One of the most important things for ISO 45001 is leadership buy-in. I look for top management involvement and how they endorse the FRMS. Without endorsement, staff working under these managers will be unlikely to take the process seriously. I specifically look for examples of leadership involvement, such as how they explain the benefits to staff, and how they ensure the appropriate resources are available.

Culture change

What I look for on an audit, is how successfully ISO 45001 and its procedures have been ingrained into the culture and everyday life within an organization. As part of this, I will talk to staff - often at random - and expect them to know the basic strategy; the rationale behind why they’re being audited, and how it applies to them. I don’t expect staff to know about every policy, but they should understand why best practice is important and why it is being certified. A sign of a weak system is when people don’t know why they’re doing something, and they just see it as an extra level of bureaucracy.

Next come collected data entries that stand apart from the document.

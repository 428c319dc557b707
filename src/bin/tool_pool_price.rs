/// Pool Price Tool
///
/// Fetches one pool object once, prints the decoded state and the converted
/// price. Nothing is written to the database.
///
/// Usage: cargo run --bin tool_pool_price -- --pool <ADDRESS> --decimals-a 9 --decimals-b 6
use anyhow::{Context, Result};
use clap::{Arg, ArgMatches, Command};
use poolcandles::{
    config::RpcConfig,
    logger::{self, LogTag},
    pool_price::{decode_pool_fields, PriceConverter},
    rpc::{PoolStateReader, SuiRpcClient},
};
use std::process;
use std::time::Duration;

#[tokio::main]
async fn main() {
    logger::init();

    let matches = Command::new("Pool Price Tool")
        .version(env!("CARGO_PKG_VERSION"))
        .about("Read a concentrated-liquidity pool and print its spot price")
        .arg(
            Arg::new("pool")
                .short('p')
                .long("pool")
                .value_name("POOL_ADDRESS")
                .help("Pool object address")
                .required(true),
        )
        .arg(
            Arg::new("decimals-a")
                .long("decimals-a")
                .value_name("DECIMALS")
                .help("Decimal precision of token A")
                .value_parser(clap::value_parser!(u8))
                .default_value("9"),
        )
        .arg(
            Arg::new("decimals-b")
                .long("decimals-b")
                .value_name("DECIMALS")
                .help("Decimal precision of token B")
                .value_parser(clap::value_parser!(u8))
                .default_value("9"),
        )
        .arg(
            Arg::new("rpc")
                .short('r')
                .long("rpc")
                .value_name("RPC_URL")
                .help("JSON-RPC endpoint (default: Sui mainnet full node)"),
        )
        .arg(
            Arg::new("timeout")
                .long("timeout")
                .value_name("SECONDS")
                .help("Request timeout (default: 10)")
                .value_parser(clap::value_parser!(u64)),
        )
        .get_matches();

    if let Err(e) = run(&matches).await {
        logger::error(LogTag::System, &format!("{:#}", e));
        logger::flush();
        process::exit(1);
    }
    logger::flush();
}

async fn run(matches: &ArgMatches) -> Result<()> {
    let pool = matches
        .get_one::<String>("pool")
        .context("--pool is required")?;
    let decimals_a = matches.get_one::<u8>("decimals-a").copied().unwrap_or(9);
    let decimals_b = matches.get_one::<u8>("decimals-b").copied().unwrap_or(9);
    let defaults = RpcConfig::default();
    let rpc_url = matches
        .get_one::<String>("rpc")
        .cloned()
        .unwrap_or(defaults.url);
    let timeout = matches
        .get_one::<u64>("timeout")
        .copied()
        .unwrap_or(defaults.timeout_secs);

    logger::info(LogTag::Rpc, &format!("Fetching {} from {}", pool, rpc_url));

    let client = SuiRpcClient::new(&rpc_url, Duration::from_secs(timeout))?;
    let fields = client.get_object_state(pool).await?;
    let state = decode_pool_fields(&fields)?;

    println!("Pool:          {}", pool);
    println!("sqrt_price_x64 {}", state.sqrt_price_x64);
    println!("liquidity      {}", fmt_opt(state.liquidity));
    println!("tick_index     {}", fmt_opt(state.tick_index));
    println!("fee_growth_a   {}", fmt_opt(state.fee_growth_global_a));
    println!("fee_growth_b   {}", fmt_opt(state.fee_growth_global_b));

    let price = PriceConverter::convert(state.sqrt_price_x64, decimals_a, decimals_b)?;
    println!("price          {} (decimals {}/{})", price, decimals_a, decimals_b);

    Ok(())
}

fn fmt_opt<T: std::fmt::Display>(value: Option<T>) -> String {
    value.map_or_else(|| "-".to_string(), |v| v.to_string())
}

Allocate appropriate resource

The process can be a time-intensive one, but ideally everyone in the business should play a part. Some organizations will bring in consultants to support which can be a great benefit, but it can be managed internally which is often beneficial, as it allows everyone to get involved in a standard that will impact them and aids understanding of the rationale.

I would recommend that businesses ensure sufficient resource is available, but that the load is spread throughout - a mixture of backgrounds and personalities can add significant value. Ideally it should be a diverse team with appropriate skill sets and the authority to influence and make change.

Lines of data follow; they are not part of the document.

// SQLite-backed sample store

use super::types::{PriceSample, SortOrder};
use super::SampleStore;
use crate::errors::{StoreError, StoreResult};
use crate::logger::{self, LogTag};
use chrono::{DateTime, TimeZone, Utc};
use parking_lot::Mutex;
use rusqlite::{params, Connection, OptionalExtension, Row};
use std::path::Path;
use std::time::Duration;

const SAMPLE_COLUMNS: &str = "pool_address, token_name, price, timestamp_ms, created_at_ms";

pub struct SqliteSampleStore {
    conn: Mutex<Connection>,
}

impl SqliteSampleStore {
    /// Open (or create) the database file and ensure the table exists
    pub fn open<P: AsRef<Path>>(path: P) -> StoreResult<Self> {
        let path = path.as_ref();
        if let Some(parent) = path.parent() {
            if !parent.as_os_str().is_empty() {
                std::fs::create_dir_all(parent).map_err(|e| {
                    StoreError::Unavailable(format!(
                        "failed to create directory {}: {}",
                        parent.display(),
                        e
                    ))
                })?;
            }
        }

        let conn = Connection::open(path)?;
        conn.busy_timeout(Duration::from_secs(5))?;
        let mode: String =
            conn.pragma_update_and_check(None, "journal_mode", "WAL", |row| row.get(0))?;

        logger::debug(
            LogTag::Store,
            &format!("Opened sample store {} (journal_mode={})", path.display(), mode),
        );

        Self::with_connection(conn)
    }

    /// Private in-memory database, used by tests and one-shot tools
    pub fn open_in_memory() -> StoreResult<Self> {
        Self::with_connection(Connection::open_in_memory()?)
    }

    fn with_connection(conn: Connection) -> StoreResult<Self> {
        conn.execute_batch(
            r#"
            CREATE TABLE IF NOT EXISTS price_data (
                id INTEGER PRIMARY KEY AUTOINCREMENT,
                pool_address TEXT NOT NULL,
                token_name TEXT NOT NULL,
                price REAL NOT NULL,
                timestamp_ms INTEGER NOT NULL,
                created_at_ms INTEGER NOT NULL
            );
            CREATE INDEX IF NOT EXISTS idx_price_token_time ON price_data(token_name, timestamp_ms);
            "#,
        )?;

        Ok(Self {
            conn: Mutex::new(conn),
        })
    }

    fn row_to_sample(row: &Row<'_>) -> rusqlite::Result<(String, String, f64, i64, i64)> {
        Ok((row.get(0)?, row.get(1)?, row.get(2)?, row.get(3)?, row.get(4)?))
    }

    fn build_sample(raw: (String, String, f64, i64, i64)) -> StoreResult<PriceSample> {
        let (pool_address, token_name, price, timestamp_ms, created_at_ms) = raw;
        Ok(PriceSample {
            pool_address,
            token_name,
            price,
            timestamp: millis_to_datetime(timestamp_ms)?,
            created_at: millis_to_datetime(created_at_ms)?,
        })
    }
}

fn millis_to_datetime(ms: i64) -> StoreResult<DateTime<Utc>> {
    Utc.timestamp_millis_opt(ms)
        .single()
        .ok_or_else(|| StoreError::Corrupt(format!("timestamp out of range: {}", ms)))
}

impl SampleStore for SqliteSampleStore {
    fn insert_sample(&self, sample: &PriceSample) -> StoreResult<()> {
        let conn = self.conn.lock();
        conn.execute(
            &format!("INSERT INTO price_data ({}) VALUES (?1, ?2, ?3, ?4, ?5)", SAMPLE_COLUMNS),
            params![
                &sample.pool_address,
                &sample.token_name,
                sample.price,
                sample.timestamp.timestamp_millis(),
                sample.created_at.timestamp_millis()
            ],
        )?;
        Ok(())
    }

    fn query_samples(
        &self,
        token: &str,
        from: DateTime<Utc>,
        order: SortOrder,
    ) -> StoreResult<Vec<PriceSample>> {
        let conn = self.conn.lock();
        let sql = format!(
            "SELECT {} FROM price_data
             WHERE token_name = ?1 AND timestamp_ms >= ?2
             ORDER BY timestamp_ms {order}, id {order}",
            SAMPLE_COLUMNS,
            order = order.as_sql()
        );

        let mut stmt = conn.prepare(&sql)?;
        let rows = stmt
            .query_map(params![token, from.timestamp_millis()], Self::row_to_sample)?
            .collect::<rusqlite::Result<Vec<_>>>()?;

        rows.into_iter().map(Self::build_sample).collect()
    }

    fn query_latest(
        &self,
        token: &str,
        at_or_before: Option<DateTime<Utc>>,
    ) -> StoreResult<Option<PriceSample>> {
        let conn = self.conn.lock();
        let raw = match at_or_before {
            Some(limit) => conn
                .query_row(
                    &format!(
                        "SELECT {} FROM price_data
                         WHERE token_name = ?1 AND timestamp_ms <= ?2
                         ORDER BY timestamp_ms DESC, id DESC LIMIT 1",
                        SAMPLE_COLUMNS
                    ),
                    params![token, limit.timestamp_millis()],
                    Self::row_to_sample,
                )
                .optional()?,
            None => conn
                .query_row(
                    &format!(
                        "SELECT {} FROM price_data
                         WHERE token_name = ?1
                         ORDER BY timestamp_ms DESC, id DESC LIMIT 1",
                        SAMPLE_COLUMNS
                    ),
                    params![token],
                    Self::row_to_sample,
                )
                .optional()?,
        };

        raw.map(Self::build_sample).transpose()
    }

    fn prune_before(&self, cutoff: DateTime<Utc>) -> StoreResult<usize> {
        let conn = self.conn.lock();
        let deleted = conn.execute(
            "DELETE FROM price_data WHERE timestamp_ms < ?1",
            params![cutoff.timestamp_millis()],
        )?;
        Ok(deleted)
    }
}

#[cfg(test)]
mod tests {
    use super::*;
    use chrono::Duration as ChronoDuration;

    fn at(secs: i64) -> DateTime<Utc> {
        Utc.timestamp_opt(1_700_000_000 + secs, 0).unwrap()
    }

    fn sample(token: &str, price: f64, secs: i64) -> PriceSample {
        PriceSample::new("0xpool", token, price, at(secs))
    }

    #[test]
    fn test_insert_and_query_range() {
        let store = SqliteSampleStore::open_in_memory().unwrap();
        store.insert_sample(&sample("WATER", 1.0, 0)).unwrap();
        store.insert_sample(&sample("WATER", 2.0, 60)).unwrap();
        store.insert_sample(&sample("WATER", 3.0, 120)).unwrap();
        store.insert_sample(&sample("COAL", 9.0, 60)).unwrap();

        let asc = store.query_samples("WATER", at(60), SortOrder::Ascending).unwrap();
        let prices: Vec<f64> = asc.iter().map(|s| s.price).collect();
        assert_eq!(prices, vec![2.0, 3.0]);
        assert_eq!(asc[0].timestamp, at(60));
        assert_eq!(asc[0].token_name, "WATER");

        let desc = store.query_samples("WATER", at(0), SortOrder::Descending).unwrap();
        let prices: Vec<f64> = desc.iter().map(|s| s.price).collect();
        assert_eq!(prices, vec![3.0, 2.0, 1.0]);
    }

    #[test]
    fn test_query_latest() {
        let store = SqliteSampleStore::open_in_memory().unwrap();
        assert!(store.query_latest("WATER", None).unwrap().is_none());

        store.insert_sample(&sample("WATER", 1.0, 0)).unwrap();
        store.insert_sample(&sample("WATER", 2.0, 100)).unwrap();

        let latest = store.query_latest("WATER", None).unwrap().unwrap();
        assert_eq!(latest.price, 2.0);

        let before = store.query_latest("WATER", Some(at(99))).unwrap().unwrap();
        assert_eq!(before.price, 1.0);

        // Boundary is inclusive
        let exact = store.query_latest("WATER", Some(at(100))).unwrap().unwrap();
        assert_eq!(exact.price, 2.0);

        assert!(store.query_latest("WATER", Some(at(-1))).unwrap().is_none());
    }

    #[test]
    fn test_prune_before() {
        let store = SqliteSampleStore::open_in_memory().unwrap();
        for i in 0..5 {
            store.insert_sample(&sample("WATER", i as f64, i * 60)).unwrap();
        }

        let deleted = store.prune_before(at(120)).unwrap();
        assert_eq!(deleted, 2);

        let remaining = store
            .query_samples("WATER", at(0) - ChronoDuration::days(1), SortOrder::Ascending)
            .unwrap();
        assert_eq!(remaining.len(), 3);
        assert_eq!(remaining[0].price, 2.0);
    }

    #[test]
    fn test_on_disk_persistence() {
        let dir = tempfile::tempdir().unwrap();
        let path = dir.path().join("nested").join("prices.db");

        {
            let store = SqliteSampleStore::open(&path).unwrap();
            store.insert_sample(&sample("CRYSTAL", 0.5, 0)).unwrap();
        }

        let reopened = SqliteSampleStore::open(&path).unwrap();
        let latest = reopened.query_latest("CRYSTAL", None).unwrap().unwrap();
        assert_eq!(latest.price, 0.5);
        assert_eq!(latest.pool_address, "0xpool");
    }
}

Create a good perception of audits within the business  

Make sure that the audit is seen as an opportunity for enhancement of process, and that any actions raised are taken as learning opportunities. If the audit is perceived by the team as a chore and a negative task, you won’t get the same level of involvement or success. If the team sees that it’s a way to drive positive change in the business and really buys into it, it can make the process much easier.

Take findings seriously and act on them quickly

It is worth ensuring the correct personnel are involved to direct and update information and communicate out to the wider business as soon as possible. Don’t let all the hard work go to waste - it undermines the process and demotivates the team, which in turn reinforces the negative perception of audits for the next time. Ensure that those working on the findings close out are given as much team assistance as possible - look to work collectively and collaboratively.

Share best practice and positive outcomes  

Seeing the results and change borne from the process is the best way to motivate staff to keep it up and to appreciate the value. It’s also the reason why the work is done in the first place, so don’t forget to complete the circle and share the rewards.

Creating a safe, healthy environment in which employees can work should be seen as more than just a legal requirement - it should be viewed as a way to unlock further potential from the business. By implementing an OH&S management system that is certified to ISO 45001, not only are employees safeguarded, but the organization also benefits in multiple ways, from the tangible such as financial gains to streamlined operations, to the intangible, such as morale and reputation.

All organizations should be deploying a health and safety system across their business at some level - but vitally, these systems must not be left to stagnate. Those that do will quickly find that employees are being exposed to unnecessary and avoidable risks. By following the ISO 45001 approach and attaining certification, not only can a system be developed to that look after employees’ wellbeing, but it can enable true culture change across the entirety of business operations.